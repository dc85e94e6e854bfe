//! Output formatting for resolved installables.
//!
//! Provides the formats a consumer might want for a normalized
//! (locator, attribute-path) pair: human-readable, JSON, and the bare
//! `locator#attr.path` strings an external tool would consume.

mod formatters;

use std::str::FromStr;

use serde::{Deserialize, Serialize};

use crate::error::Result;
use crate::installable::Installable;

pub use formatters::{HumanFormatter, JsonFormatter, NixArgsFormatter};

/// Trait for formatting a resolved installable into an output string.
pub trait OutputFormatter {
    /// Format the given installable into a string (without a trailing
    /// newline).
    ///
    /// # Errors
    ///
    /// Returns an error if serialization fails.
    fn format(&self, installable: &Installable) -> Result<String>;
}

/// Available output formats.
#[derive(Debug, Clone, Copy, PartialEq, Eq, Serialize, Deserialize)]
#[serde(rename_all = "kebab-case")]
pub enum OutputFormat {
    /// Human-readable format.
    Human,
    /// JSON format.
    Json,
    /// Bare candidate references, one per line.
    NixArgs,
}

impl OutputFormat {
    /// Create a formatter for this output format.
    #[must_use]
    pub fn create_formatter(&self) -> Box<dyn OutputFormatter> {
        match self {
            Self::Human => Box::new(HumanFormatter),
            Self::Json => Box::new(JsonFormatter),
            Self::NixArgs => Box::new(NixArgsFormatter),
        }
    }
}

impl FromStr for OutputFormat {
    type Err = String;

    fn from_str(s: &str) -> std::result::Result<Self, Self::Err> {
        match s {
            "human" => Ok(Self::Human),
            "json" => Ok(Self::Json),
            "nix-args" => Ok(Self::NixArgs),
            _ => Err(format!(
                "unknown output format '{s}' (expected human, json, or nix-args)"
            )),
        }
    }
}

-=-=-

WHAT IS NEEDED: Please print the full listing shown above, exactly as it appears.

SOLUTION:
repository dc85e94e6e854bfe
//! Output formatting for resolved installables.
//!
//! Provides the formats a consumer might want for a normalized
//! (locator, attribute-path) pair: human-readable, JSON, and the bare
//! `locator#attr.path` strings an external tool would consume.

mod formatters;

use std::str::FromStr;

use serde::{Deserialize, Serialize};

use crate::error::Result;
use crate::installable::Installable;

pub use formatters::{HumanFormatter, JsonFormatter, NixArgsFormatter};

/// Trait for formatting a resolved installable into an output string.
pub trait OutputFormatter {
    /// Format the given installable into a string (without a trailing
    /// newline).
    ///
    /// # Errors
    ///
    /// Returns an error if serialization fails.
    fn format(&self, installable: &Installable) -> Result<String>;
}

/// Available output formats.
#[derive(Debug, Clone, Copy, PartialEq, Eq, Serialize, Deserialize)]
#[serde(rename_all = "kebab-case")]
pub enum OutputFormat {
    /// Human-readable format.
    Human,
    /// JSON format.
    Json,
    /// Bare candidate references, one per line.
    NixArgs,
}

impl OutputFormat {
    /// Create a formatter for this output format.
    #[must_use]
    pub fn create_formatter(&self) -> Box<dyn OutputFormatter> {
        match self {
            Self::Human => Box::new(HumanFormatter),
            Self::Json => Box::new(JsonFormatter),
            Self::NixArgs => Box::new(NixArgsFormatter),
        }
    }
}

impl FromStr for OutputFormat {
    type Err = String;

    fn from_str(s: &str) -> std::result::Result<Self, Self::Err> {
        match s {
            "human" => Ok(Self::Human),
            "json" => Ok(Self::Json),
            "nix-args" => Ok(Self::NixArgs),
            _ => Err(format!(
                "unknown output format '{s}' (expected human, json, or nix-args)"
            )),
        }
    }
}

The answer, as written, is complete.